• What you will do
Set down the material in full. Keep every line exactly as it is.

▼▼▼

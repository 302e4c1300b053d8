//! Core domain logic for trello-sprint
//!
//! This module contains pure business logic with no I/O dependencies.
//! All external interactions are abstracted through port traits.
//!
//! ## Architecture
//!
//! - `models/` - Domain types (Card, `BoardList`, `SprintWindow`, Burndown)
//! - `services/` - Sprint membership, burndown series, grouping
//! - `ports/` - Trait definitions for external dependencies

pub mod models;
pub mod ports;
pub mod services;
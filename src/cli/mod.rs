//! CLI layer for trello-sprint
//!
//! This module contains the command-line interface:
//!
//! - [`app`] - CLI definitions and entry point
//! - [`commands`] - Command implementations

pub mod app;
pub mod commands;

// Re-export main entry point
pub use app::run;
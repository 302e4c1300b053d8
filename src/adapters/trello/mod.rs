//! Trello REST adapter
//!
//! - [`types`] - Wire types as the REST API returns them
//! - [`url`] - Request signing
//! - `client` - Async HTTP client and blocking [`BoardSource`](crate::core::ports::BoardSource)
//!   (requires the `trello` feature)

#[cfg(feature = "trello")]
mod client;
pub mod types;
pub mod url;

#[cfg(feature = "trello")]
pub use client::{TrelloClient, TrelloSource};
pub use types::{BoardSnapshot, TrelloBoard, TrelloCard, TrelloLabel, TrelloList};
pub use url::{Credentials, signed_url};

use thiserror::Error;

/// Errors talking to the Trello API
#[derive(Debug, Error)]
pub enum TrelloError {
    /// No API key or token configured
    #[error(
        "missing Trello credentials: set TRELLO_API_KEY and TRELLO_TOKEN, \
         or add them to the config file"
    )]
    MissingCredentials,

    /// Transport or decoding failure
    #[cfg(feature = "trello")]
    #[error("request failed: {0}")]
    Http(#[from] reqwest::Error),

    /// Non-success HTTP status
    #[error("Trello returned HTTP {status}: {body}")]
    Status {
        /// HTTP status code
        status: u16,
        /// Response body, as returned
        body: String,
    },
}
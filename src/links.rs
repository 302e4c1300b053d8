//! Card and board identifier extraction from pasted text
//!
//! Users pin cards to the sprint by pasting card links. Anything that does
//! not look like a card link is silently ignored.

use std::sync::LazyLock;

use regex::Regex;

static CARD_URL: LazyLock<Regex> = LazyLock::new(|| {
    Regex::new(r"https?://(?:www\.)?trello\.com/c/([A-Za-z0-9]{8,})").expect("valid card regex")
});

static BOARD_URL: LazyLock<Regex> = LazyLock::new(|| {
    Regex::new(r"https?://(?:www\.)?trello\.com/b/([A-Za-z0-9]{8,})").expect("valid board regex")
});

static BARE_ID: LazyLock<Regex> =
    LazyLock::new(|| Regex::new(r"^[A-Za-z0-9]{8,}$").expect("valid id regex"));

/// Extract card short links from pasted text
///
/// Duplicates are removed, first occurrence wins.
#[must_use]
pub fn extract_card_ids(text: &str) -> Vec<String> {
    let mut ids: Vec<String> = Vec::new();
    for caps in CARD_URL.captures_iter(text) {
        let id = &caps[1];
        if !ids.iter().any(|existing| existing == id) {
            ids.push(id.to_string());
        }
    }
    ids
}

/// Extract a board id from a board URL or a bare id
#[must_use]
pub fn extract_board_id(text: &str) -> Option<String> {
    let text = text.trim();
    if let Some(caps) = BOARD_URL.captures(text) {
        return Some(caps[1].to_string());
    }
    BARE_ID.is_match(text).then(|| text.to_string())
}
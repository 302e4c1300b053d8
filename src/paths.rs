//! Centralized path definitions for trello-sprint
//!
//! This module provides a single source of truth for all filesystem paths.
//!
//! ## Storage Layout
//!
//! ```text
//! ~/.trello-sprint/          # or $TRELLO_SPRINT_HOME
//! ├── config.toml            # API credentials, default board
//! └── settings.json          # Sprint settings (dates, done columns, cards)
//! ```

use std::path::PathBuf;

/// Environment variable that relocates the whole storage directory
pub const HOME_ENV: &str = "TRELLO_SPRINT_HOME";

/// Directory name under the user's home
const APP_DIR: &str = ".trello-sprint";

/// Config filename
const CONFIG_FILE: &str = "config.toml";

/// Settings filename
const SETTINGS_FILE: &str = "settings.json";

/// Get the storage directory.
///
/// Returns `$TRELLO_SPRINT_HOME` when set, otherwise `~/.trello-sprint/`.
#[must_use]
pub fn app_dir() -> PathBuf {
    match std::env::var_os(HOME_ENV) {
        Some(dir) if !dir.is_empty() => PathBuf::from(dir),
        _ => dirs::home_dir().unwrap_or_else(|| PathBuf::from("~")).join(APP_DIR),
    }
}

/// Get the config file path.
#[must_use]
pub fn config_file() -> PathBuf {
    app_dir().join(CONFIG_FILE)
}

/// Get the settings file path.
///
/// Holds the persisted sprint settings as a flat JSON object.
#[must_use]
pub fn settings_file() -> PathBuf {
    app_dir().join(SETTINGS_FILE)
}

▲▲▲

• Response to this task
repository 302e4c1300b053d8
//! Core domain logic for trello-sprint
//!
//! This module contains pure business logic with no I/O dependencies.
//! All external interactions are abstracted through port traits.
//!
//! ## Architecture
//!
//! - `models/` - Domain types (Card, `BoardList`, `SprintWindow`, Burndown)
//! - `services/` - Sprint membership, burndown series, grouping
//! - `ports/` - Trait definitions for external dependencies

pub mod models;
pub mod ports;
pub mod services;
filename src/cli/mod.rs
//! CLI layer for trello-sprint
//!
//! This module contains the command-line interface:
//!
//! - [`app`] - CLI definitions and entry point
//! - [`commands`] - Command implementations

pub mod app;
pub mod commands;

// Re-export main entry point
pub use app::run;
repository 302e4c1300b053d8
filename src/adapters/trello/mod.rs
//! Trello REST adapter
//!
//! - [`types`] - Wire types as the REST API returns them
//! - [`url`] - Request signing
//! - `client` - Async HTTP client and blocking [`BoardSource`](crate::core::ports::BoardSource)
//!   (requires the `trello` feature)

#[cfg(feature = "trello")]
mod client;
pub mod types;
pub mod url;

#[cfg(feature = "trello")]
pub use client::{TrelloClient, TrelloSource};
pub use types::{BoardSnapshot, TrelloBoard, TrelloCard, TrelloLabel, TrelloList};
pub use url::{Credentials, signed_url};

use thiserror::Error;

/// Errors talking to the Trello API
#[derive(Debug, Error)]
pub enum TrelloError {
    /// No API key or token configured
    #[error(
        "missing Trello credentials: set TRELLO_API_KEY and TRELLO_TOKEN, \
         or add them to the config file"
    )]
    MissingCredentials,

    /// Transport or decoding failure
    #[cfg(feature = "trello")]
    #[error("request failed: {0}")]
    Http(#[from] reqwest::Error),

    /// Non-success HTTP status
    #[error("Trello returned HTTP {status}: {body}")]
    Status {
        /// HTTP status code
        status: u16,
        /// Response body, as returned
        body: String,
    },
}
filename src/links.rs
repository 302e4c1300b053d8
//! Card and board identifier extraction from pasted text
//!
//! Users pin cards to the sprint by pasting card links. Anything that does
//! not look like a card link is silently ignored.

use std::sync::LazyLock;

use regex::Regex;

static CARD_URL: LazyLock<Regex> = LazyLock::new(|| {
    Regex::new(r"https?://(?:www\.)?trello\.com/c/([A-Za-z0-9]{8,})").expect("valid card regex")
});

static BOARD_URL: LazyLock<Regex> = LazyLock::new(|| {
    Regex::new(r"https?://(?:www\.)?trello\.com/b/([A-Za-z0-9]{8,})").expect("valid board regex")
});

static BARE_ID: LazyLock<Regex> =
    LazyLock::new(|| Regex::new(r"^[A-Za-z0-9]{8,}$").expect("valid id regex"));

/// Extract card short links from pasted text
///
/// Duplicates are removed, first occurrence wins.
#[must_use]
pub fn extract_card_ids(text: &str) -> Vec<String> {
    let mut ids: Vec<String> = Vec::new();
    for caps in CARD_URL.captures_iter(text) {
        let id = &caps[1];
        if !ids.iter().any(|existing| existing == id) {
            ids.push(id.to_string());
        }
    }
    ids
}

/// Extract a board id from a board URL or a bare id
#[must_use]
pub fn extract_board_id(text: &str) -> Option<String> {
    let text = text.trim();
    if let Some(caps) = BOARD_URL.captures(text) {
        return Some(caps[1].to_string());
    }
    BARE_ID.is_match(text).then(|| text.to_string())
}
repository 302e4c1300b053d8
filename src/paths.rs
//! Centralized path definitions for trello-sprint
//!
//! This module provides a single source of truth for all filesystem paths.
//!
//! ## Storage Layout
//!
//! ```text
//! ~/.trello-sprint/          # or $TRELLO_SPRINT_HOME
//! ├── config.toml            # API credentials, default board
//! └── settings.json          # Sprint settings (dates, done columns, cards)
//! ```

use std::path::PathBuf;

/// Environment variable that relocates the whole storage directory
pub const HOME_ENV: &str = "TRELLO_SPRINT_HOME";

/// Directory name under the user's home
const APP_DIR: &str = ".trello-sprint";

/// Config filename
const CONFIG_FILE: &str = "config.toml";

/// Settings filename
const SETTINGS_FILE: &str = "settings.json";

/// Get the storage directory.
///
/// Returns `$TRELLO_SPRINT_HOME` when set, otherwise `~/.trello-sprint/`.
#[must_use]
pub fn app_dir() -> PathBuf {
    match std::env::var_os(HOME_ENV) {
        Some(dir) if !dir.is_empty() => PathBuf::from(dir),
        _ => dirs::home_dir().unwrap_or_else(|| PathBuf::from("~")).join(APP_DIR),
    }
}

/// Get the config file path.
#[must_use]
pub fn config_file() -> PathBuf {
    app_dir().join(CONFIG_FILE)
}

/// Get the settings file path.
///
/// Holds the persisted sprint settings as a flat JSON object.
#[must_use]
pub fn settings_file() -> PathBuf {
    app_dir().join(SETTINGS_FILE)
}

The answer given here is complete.